▸ What is expected:
Please repeat every entry, keeping each one exactly the same.

▸ Records to use:
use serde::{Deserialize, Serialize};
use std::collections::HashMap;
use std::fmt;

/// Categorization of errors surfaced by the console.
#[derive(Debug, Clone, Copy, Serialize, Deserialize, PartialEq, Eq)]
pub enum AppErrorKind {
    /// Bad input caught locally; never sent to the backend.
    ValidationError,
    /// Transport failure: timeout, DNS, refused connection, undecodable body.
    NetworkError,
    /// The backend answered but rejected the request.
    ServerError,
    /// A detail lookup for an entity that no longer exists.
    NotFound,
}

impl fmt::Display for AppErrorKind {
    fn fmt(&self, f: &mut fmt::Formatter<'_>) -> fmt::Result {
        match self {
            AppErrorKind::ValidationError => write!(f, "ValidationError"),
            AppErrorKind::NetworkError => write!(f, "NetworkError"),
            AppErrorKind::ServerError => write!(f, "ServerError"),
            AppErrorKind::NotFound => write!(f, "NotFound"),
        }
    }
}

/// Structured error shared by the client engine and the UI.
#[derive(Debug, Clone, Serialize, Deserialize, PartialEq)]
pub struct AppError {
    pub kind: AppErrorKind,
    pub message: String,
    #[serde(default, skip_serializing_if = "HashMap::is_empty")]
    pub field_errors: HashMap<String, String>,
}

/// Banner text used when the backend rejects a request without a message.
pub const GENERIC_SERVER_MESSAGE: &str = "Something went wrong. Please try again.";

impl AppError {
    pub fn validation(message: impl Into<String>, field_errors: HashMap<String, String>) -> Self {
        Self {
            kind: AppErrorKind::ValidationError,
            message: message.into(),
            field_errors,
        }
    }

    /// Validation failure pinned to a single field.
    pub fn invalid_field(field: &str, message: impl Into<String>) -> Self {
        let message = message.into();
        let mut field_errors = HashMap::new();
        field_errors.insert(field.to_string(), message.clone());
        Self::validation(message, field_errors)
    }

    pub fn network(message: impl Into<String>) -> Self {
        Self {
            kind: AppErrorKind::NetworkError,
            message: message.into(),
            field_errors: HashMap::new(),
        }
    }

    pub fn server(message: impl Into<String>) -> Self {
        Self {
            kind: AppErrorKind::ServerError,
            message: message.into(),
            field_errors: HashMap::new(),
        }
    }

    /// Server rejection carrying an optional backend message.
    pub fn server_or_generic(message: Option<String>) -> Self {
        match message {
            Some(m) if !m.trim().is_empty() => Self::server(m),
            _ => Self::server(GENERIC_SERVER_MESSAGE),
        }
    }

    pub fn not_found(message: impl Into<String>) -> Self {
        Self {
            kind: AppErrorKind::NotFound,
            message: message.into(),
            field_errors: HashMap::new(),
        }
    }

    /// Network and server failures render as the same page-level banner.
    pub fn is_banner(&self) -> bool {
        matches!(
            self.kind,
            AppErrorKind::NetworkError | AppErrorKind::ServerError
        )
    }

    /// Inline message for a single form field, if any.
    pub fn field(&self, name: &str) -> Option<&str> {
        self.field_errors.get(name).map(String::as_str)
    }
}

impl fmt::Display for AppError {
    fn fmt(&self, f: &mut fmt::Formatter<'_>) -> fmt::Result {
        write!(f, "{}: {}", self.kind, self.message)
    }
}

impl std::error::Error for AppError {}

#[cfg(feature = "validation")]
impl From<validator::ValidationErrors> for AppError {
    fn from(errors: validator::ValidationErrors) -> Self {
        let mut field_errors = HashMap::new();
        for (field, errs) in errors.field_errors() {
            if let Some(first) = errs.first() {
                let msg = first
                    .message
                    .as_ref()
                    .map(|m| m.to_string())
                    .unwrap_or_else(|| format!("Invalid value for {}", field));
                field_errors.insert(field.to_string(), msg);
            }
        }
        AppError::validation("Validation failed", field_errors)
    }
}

▸ Result:
use serde::{Deserialize, Serialize};
use std::collections::HashMap;
use std::fmt;

/// Categorization of errors surfaced by the console.
#[derive(Debug, Clone, Copy, Serialize, Deserialize, PartialEq, Eq)]
pub enum AppErrorKind {
    /// Bad input caught locally; never sent to the backend.
    ValidationError,
    /// Transport failure: timeout, DNS, refused connection, undecodable body.
    NetworkError,
    /// The backend answered but rejected the request.
    ServerError,
    /// A detail lookup for an entity that no longer exists.
    NotFound,
}

impl fmt::Display for AppErrorKind {
    fn fmt(&self, f: &mut fmt::Formatter<'_>) -> fmt::Result {
        match self {
            AppErrorKind::ValidationError => write!(f, "ValidationError"),
            AppErrorKind::NetworkError => write!(f, "NetworkError"),
            AppErrorKind::ServerError => write!(f, "ServerError"),
            AppErrorKind::NotFound => write!(f, "NotFound"),
        }
    }
}

/// Structured error shared by the client engine and the UI.
#[derive(Debug, Clone, Serialize, Deserialize, PartialEq)]
pub struct AppError {
    pub kind: AppErrorKind,
    pub message: String,
    #[serde(default, skip_serializing_if = "HashMap::is_empty")]
    pub field_errors: HashMap<String, String>,
}

/// Banner text used when the backend rejects a request without a message.
pub const GENERIC_SERVER_MESSAGE: &str = "Something went wrong. Please try again.";

impl AppError {
    pub fn validation(message: impl Into<String>, field_errors: HashMap<String, String>) -> Self {
        Self {
            kind: AppErrorKind::ValidationError,
            message: message.into(),
            field_errors,
        }
    }

    /// Validation failure pinned to a single field.
    pub fn invalid_field(field: &str, message: impl Into<String>) -> Self {
        let message = message.into();
        let mut field_errors = HashMap::new();
        field_errors.insert(field.to_string(), message.clone());
        Self::validation(message, field_errors)
    }

    pub fn network(message: impl Into<String>) -> Self {
        Self {
            kind: AppErrorKind::NetworkError,
            message: message.into(),
            field_errors: HashMap::new(),
        }
    }

    pub fn server(message: impl Into<String>) -> Self {
        Self {
            kind: AppErrorKind::ServerError,
            message: message.into(),
            field_errors: HashMap::new(),
        }
    }

    /// Server rejection carrying an optional backend message.
    pub fn server_or_generic(message: Option<String>) -> Self {
        match message {
            Some(m) if !m.trim().is_empty() => Self::server(m),
            _ => Self::server(GENERIC_SERVER_MESSAGE),
        }
    }

    pub fn not_found(message: impl Into<String>) -> Self {
        Self {
            kind: AppErrorKind::NotFound,
            message: message.into(),
            field_errors: HashMap::new(),
        }
    }

    /// Network and server failures render as the same page-level banner.
    pub fn is_banner(&self) -> bool {
        matches!(
            self.kind,
            AppErrorKind::NetworkError | AppErrorKind::ServerError
        )
    }

    /// Inline message for a single form field, if any.
    pub fn field(&self, name: &str) -> Option<&str> {
        self.field_errors.get(name).map(String::as_str)
    }
}

impl fmt::Display for AppError {
    fn fmt(&self, f: &mut fmt::Formatter<'_>) -> fmt::Result {
        write!(f, "{}: {}", self.kind, self.message)
    }
}

impl std::error::Error for AppError {}

#[cfg(feature = "validation")]
impl From<validator::ValidationErrors> for AppError {
    fn from(errors: validator::ValidationErrors) -> Self {
        let mut field_errors = HashMap::new();
        for (field, errs) in errors.field_errors() {
            if let Some(first) = errs.first() {
                let msg = first
                    .message
                    .as_ref()
                    .map(|m| m.to_string())
                    .unwrap_or_else(|| format!("Invalid value for {}", field));
                field_errors.insert(field.to_string(), msg);
            }
        }
        AppError::validation("Validation failed", field_errors)
    }
}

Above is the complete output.